Tijdens het verhoor bij de rechter-commissaris zijn aan de getuige opnieuw fragmenten van de OVC-gesprekken ten gehore gebracht, waaronder hetzelfde fragment als de politie op 11 juni 2014 aan hem liet horen. Op vragen van de rechter-commissaris heeft de getuige verklaard dat hij zich gesprekken met die inhoud niet kan herinneren. De rechtbank is van oordeel dat uit de transcripties van de OVC’s blijkt van een zodanig uitzonderlijke gespreksinhoud, dat het antwoord van de getuige dat hij zich deze niet kan herinneren redelijkerwijs zo kan worden geduid dat de getuige tot op heden weigert antwoord te geven op voor het onderzoek essentiële vragen.
--2-- [getuige]
Tegen de achtergrond van de ernstige verdenking van een levensdelict en de inhoud van de OVC-gesprekken wordt door de weigering van de getuige om antwoord te geven op vragen over die gesprekken het onderzoek zodanig belemmerd dat het dringend noodzakelijk is dat door gijzeling van de getuige, de getuige bewogen wordt die vragen te beantwoorden.

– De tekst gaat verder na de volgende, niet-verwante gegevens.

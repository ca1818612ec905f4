//! Client for the upstream card pricing API
//!
//! `PricingApi` is the seam the web layer talks to; `JustTcgClient` is the
//! real implementation. Failures are reported as `ClientError` and callers
//! decide how to degrade (the page renders an empty list).

pub mod cache;
pub mod error;
pub mod justtcg;

use async_trait::async_trait;
use tcgsearch_core::{Card, Game};

pub use cache::TtlCache;
pub use error::{ClientError, ClientResult};
pub use justtcg::{JustTcgClient, API_KEY_HEADER};

/// Normalized search input: trimmed text plus an optional game slug
#[derive(Debug, Clone, Default, PartialEq, Eq)]
pub struct SearchQuery {
    text: String,
    game: Option<String>,
}

impl SearchQuery {
    pub fn new(text: Option<&str>, game: Option<&str>) -> Self {
        Self {
            text: text.map(str::trim).unwrap_or_default().to_string(),
            game: game
                .map(str::trim)
                .filter(|g| !g.is_empty())
                .map(str::to_string),
        }
    }

    pub fn text(&self) -> &str {
        &self.text
    }

    pub fn game(&self) -> Option<&str> {
        self.game.as_deref()
    }

    /// No search text means no upstream search
    pub fn is_empty(&self) -> bool {
        self.text.is_empty()
    }
}

/// Upstream pricing API
#[async_trait]
pub trait PricingApi: Send + Sync {
    /// All games, used to populate the filter dropdown
    async fn games(&self) -> ClientResult<Vec<Game>>;

    /// Cards matching the query
    async fn search_cards(&self, query: &SearchQuery) -> ClientResult<Vec<Card>>;
}

/// Turn a failed upstream call into an empty list, logging why.
pub fn or_empty<T>(result: ClientResult<Vec<T>>, what: &str) -> Vec<T> {
    match result {
        Ok(items) => items,
        Err(e) => {
            log::warn!(target: "tcgsearch::upstream", "{} unavailable, rendering empty: {}", what, e);
            Vec::new()
        }
    }
}
//! Search page rendering
//!
//! Endpoints:
//! - page_search: Full page, or only the results grid for HTMX requests
//!
//! Helper functions:
//! - load_page_data: Concurrent games + search fetch with empty-list fallback
//! - render_search_bar / render_results / render_card: HTML fragments

use crate::AppState;
use serde::Deserialize;
use tcgsearch_client::{or_empty, PricingApi, SearchQuery};
use tcgsearch_core::{CardSummary, Game, PLACEHOLDER};
use tcgsearch_utils::escape_html;

pub const PAGE_TITLE: &str = "JustTCG Card Search";
pub const EMPTY_STATE_TITLE: &str = "Search for cards";

/// Query string of the search page
#[derive(Debug, Default, Deserialize)]
pub struct SearchParams {
    pub q: Option<String>,
    pub game: Option<String>,
}

impl SearchParams {
    pub fn to_query(&self) -> SearchQuery {
        SearchQuery::new(self.q.as_deref(), self.game.as_deref())
    }
}

/// Everything the page needs, already degraded on failure
#[derive(Debug, Default)]
pub struct PageData {
    pub games: Vec<Game>,
    pub results: Vec<CardSummary>,
}

/// Fetch the games list and the search results concurrently.
///
/// Either side failing only empties that side. An empty query skips the
/// upstream search entirely.
pub async fn load_page_data(api: &dyn PricingApi, query: &SearchQuery) -> PageData {
    let search = async {
        if query.is_empty() {
            Ok(Vec::new())
        } else {
            api.search_cards(query).await
        }
    };
    let (games, cards) = tokio::join!(api.games(), search);

    let cards = or_empty(cards, "search results");
    PageData {
        games: or_empty(games, "games list"),
        results: cards.iter().map(CardSummary::from_card).collect(),
    }
}

/// Search page - the only page route
pub async fn page_search(
    state: axum::extract::State<AppState>,
    headers: axum::http::HeaderMap,
    params: axum::extract::Query<SearchParams>,
) -> axum::response::Response {
    let query = params.to_query();
    let data = load_page_data(state.api.as_ref(), &query).await;
    log::debug!(
        "Rendering search page: q={:?} game={:?} results={}",
        query.text(),
        query.game(),
        data.results.len()
    );

    if crate::is_htmx_request(&headers) {
        return crate::page_response(render_results(&data.results));
    }

    let inner_content = format!(
        r#"<h1 class='text-2xl font-bold mb-6'>Secure TCG Search</h1>
        <div class='mb-8'>{}</div>
        <div id='search-results'>{}</div>
        <script>{}</script>"#,
        render_search_bar(&query, &data.games),
        render_results(&data.results),
        SEARCH_SCRIPT
    );

    crate::page_response(crate::base_html(PAGE_TITLE, &crate::page_layout(&inner_content)))
}

/// Escape clears the query in place: drop `q` from the URL and refresh the grid.
/// Back and forward re-fetch the grid for the restored URL and resync the form.
const SEARCH_SCRIPT: &str = r#"
function loadResults(url) {
    htmx.ajax('GET', url, { target: '#search-results', swap: 'innerHTML' });
}

function clearSearch() {
    const input = document.getElementById('search');
    const params = new URLSearchParams(window.location.search);
    params.delete('q');
    const qs = params.toString();
    const url = qs ? '/?' + qs : '/';
    history.pushState(null, '', url);
    if (input) {
        input.value = '';
        input.focus();
    }
    loadResults(url);
}

window.addEventListener('popstate', function () {
    const params = new URLSearchParams(window.location.search);
    const input = document.getElementById('search');
    if (input) {
        input.value = params.get('q') || '';
    }
    const game = document.getElementById('game');
    if (game) {
        game.value = params.get('game') || '';
    }
    loadResults(window.location.pathname + window.location.search);
});
"#;

/// Link that clears `q` while keeping the game filter
pub fn clear_href(query: &SearchQuery) -> String {
    match query.game() {
        Some(game) => format!("/?game={}", urlencoding::encode(game)),
        None => "/".to_string(),
    }
}

/// Search form: text input, game filter, clear and submit buttons
pub fn render_search_bar(query: &SearchQuery, games: &[Game]) -> String {
    let selected_game = query.game().unwrap_or("");

    let mut options = format!(
        "<option value=''{}>All Games</option>",
        if selected_game.is_empty() { " selected" } else { "" }
    );
    for game in games {
        options.push_str(&format!(
            "<option value='{}'{}>{}</option>",
            escape_html(&game.slug),
            if game.slug == selected_game { " selected" } else { "" },
            escape_html(&game.name)
        ));
    }

    format!(
        r#"<form method='get' action='/' class='relative w-full'>
    <label for='search' class='sr-only'>Search cards</label>
    <div class='relative'>
        <span class='absolute inset-y-0 left-3 flex items-center pointer-events-none'>
            <svg class='h-5 w-5 text-gray-400' viewBox='0 0 24 24' fill='none' aria-hidden='true'>
                <path d='M21 21l-4.35-4.35' stroke='currentColor' stroke-width='1.5' stroke-linecap='round' stroke-linejoin='round'/>
                <circle cx='11' cy='11' r='6' stroke='currentColor' stroke-width='1.5' stroke-linecap='round' stroke-linejoin='round'/>
            </svg>
        </span>
        <input id='search' name='q' value='{}' placeholder='Search card name, set, or keyword' aria-label='Search cards'
            onkeydown="if (event.key === 'Escape') {{ event.preventDefault(); clearSearch(); }}"
            class='block w-full rounded-xl border border-gray-200 dark:border-gray-800 bg-white/80 dark:bg-gray-900/50 py-3 pl-12 pr-48 text-sm placeholder-gray-400 focus:outline-none focus:ring-2 focus:ring-indigo-400 transition'>
        <select id='game' name='game' aria-label='Filter by game'
            class='absolute right-28 top-1/2 -translate-y-1/2 w-36 rounded-lg border border-gray-200 dark:border-gray-800 bg-white/80 dark:bg-gray-900/50 text-sm text-gray-700 dark:text-gray-100 px-3 py-2 focus:outline-none focus:ring-2 focus:ring-indigo-400 shadow-sm'>
            {}
        </select>
        <a href='{}' onclick='clearSearch(); return false;' aria-label='Clear search' title='Clear'
            class='absolute inset-y-0 right-40 flex items-center px-3 text-sm text-gray-500 hover:text-gray-700 dark:hover:text-gray-300 transition'>
            <svg class='h-4 w-4' viewBox='0 0 24 24' fill='none' aria-hidden='true'>
                <path d='M18 6L6 18M6 6l12 12' stroke='currentColor' stroke-width='1.5' stroke-linecap='round' stroke-linejoin='round'/>
            </svg>
        </a>
        <button type='submit' aria-label='Search'
            class='absolute right-1 top-1/2 -translate-y-1/2 rounded-lg bg-gradient-to-br from-indigo-600 to-violet-600 text-white px-4 py-2 text-sm font-medium shadow-md hover:opacity-95 focus:outline-none focus:ring-2 focus:ring-indigo-400 transition'>
            Search
        </button>
    </div>
    <p class='mt-3 text-xs text-gray-500 dark:text-gray-400'>
        Try &quot;Pikachu&quot;, &quot;White Dragon&quot; or &quot;Traveling Chocobo&quot;. Press Esc to clear.
    </p>
</form>"#,
        escape_html(query.text()),
        options,
        escape_html(&clear_href(query))
    )
}

/// Results grid, or the empty state when there is nothing to show
pub fn render_results(results: &[CardSummary]) -> String {
    if results.is_empty() {
        return render_empty_state();
    }

    let mut html =
        String::from("<div class='grid grid-cols-1 sm:grid-cols-2 lg:grid-cols-3 gap-6'>");
    for card in results {
        html.push_str(&render_card(card));
    }
    html.push_str("</div>");
    html
}

fn render_empty_state() -> String {
    format!(
        r#"<div class='rounded-xl border border-dashed border-gray-200 dark:border-gray-800 bg-white/40 dark:bg-gray-900/40 p-8 text-center'>
    <svg class='mx-auto h-8 w-8 text-gray-400' viewBox='0 0 24 24' fill='none' aria-hidden='true'>
        <path d='M21 21l-4.35-4.35' stroke='currentColor' stroke-width='1.5' stroke-linecap='round' stroke-linejoin='round'/>
        <circle cx='11' cy='11' r='6' stroke='currentColor' stroke-width='1.5' stroke-linecap='round' stroke-linejoin='round'/>
    </svg>
    <h3 class='mt-4 text-sm font-semibold'>{}</h3>
    <p class='mt-2 text-xs text-gray-500 dark:text-gray-400'>Try a name, set, or keyword — results will appear here.</p>
</div>"#,
        EMPTY_STATE_TITLE
    )
}

/// Render a single card tile
pub fn render_card(card: &CardSummary) -> String {
    let sparkline = match &card.sparkline {
        Some(spark) => format!(
            r#"<div class='w-28 sm:w-32 max-w-full'>
                <svg viewBox='{}' class='w-full h-8 rounded-md' preserveAspectRatio='none' aria-hidden='true'>
                    <path d='{}' fill='none' stroke='{}' stroke-width='1.5' stroke-linecap='round' stroke-linejoin='round'/>
                </svg>
            </div>"#,
            spark.view_box(),
            spark.path,
            spark.stroke_color()
        ),
        None => "<div class='w-28 h-8 bg-gray-100 dark:bg-gray-800 rounded-md'></div>".to_string(),
    };

    let badges: String = card
        .changes
        .iter()
        .map(|badge| {
            format!(
                "<span class='inline-flex items-center rounded-full px-2 py-0.5 text-xs font-medium {}' title='{}'>{}</span>",
                badge.class.css_class(),
                badge.title,
                escape_html(&badge.text)
            )
        })
        .collect();

    let marketplace_link = match &card.marketplace_url {
        Some(url) => format!(
            "<a class='ml-4 text-indigo-600 dark:text-indigo-400 hover:underline' href='{}' target='_blank' rel='noreferrer'>View on TCGplayer</a>",
            escape_html(url)
        ),
        None => String::new(),
    };

    let updated = card
        .updated
        .as_deref()
        .map(|at| format!("<p class='mt-2 text-[11px] text-gray-400'>Updated {}</p>", escape_html(at)))
        .unwrap_or_default();

    let game = if card.game.trim().is_empty() {
        PLACEHOLDER.to_string()
    } else {
        escape_html(&card.game)
    };

    format!(
        r#"<article class='flex flex-col justify-between rounded-2xl border border-gray-100 dark:border-gray-800 bg-white/70 dark:bg-gray-900/50 p-4 shadow-sm hover:shadow-md transition overflow-hidden'>
    <div>
        <div class='flex items-start justify-between gap-3'>
            <div class='min-w-0'>
                <h4 class='text-sm font-semibold leading-6 truncate'>{}</h4>
                <p class='mt-1 text-xs text-gray-500 dark:text-gray-400 truncate'>{}</p>
            </div>
            <div class='text-right'>
                <div class='text-sm font-medium text-gray-900 dark:text-gray-100'>{}</div>
                <div class='mt-1 text-xs text-gray-500 dark:text-gray-400'>{}</div>
            </div>
        </div>
        <div class='mt-3 flex items-center justify-between gap-3 flex-wrap'>
            <div class='flex items-center gap-2 min-w-0 flex-1'>{}</div>
            <div class='flex items-center gap-2 flex-shrink-0 mt-2 sm:mt-0'>{}</div>
        </div>
        {}
    </div>
    <div class='mt-4 flex items-center justify-between text-xs text-gray-500 dark:text-gray-400'>
        <div>Game: <span class='text-gray-700 dark:text-gray-200 ml-1'>{}</span></div>
        {}
    </div>
</article>"#,
        escape_html(&card.name),
        escape_html(&card.subtitle),
        escape_html(&card.price),
        escape_html(&card.variant_label),
        sparkline,
        badges,
        updated,
        game,
        marketplace_link
    )
}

De rechtbank zal om die reden bevelen dat getuige in gijzeling zal worden gehouden voor de duur van ten hoogste 12 dagen vanaf heden.

Beslissing :

De Rechtbank
Beveelt dat
[getuige]voor de duur van
twaalf dagenin gijzeling zal worden gehouden.
Aldus gegeven in raadkamer van de rechtbank Oost-Brabant op 17 juli 2014 door
mr. E.C.P.M. Valckx, voorzitter, en
mrs. W.M. Weerkamp, C.A. Mandemakers, leden,
en uitgesproken in tegenwoordigheid van W. Kneepkens, griffier.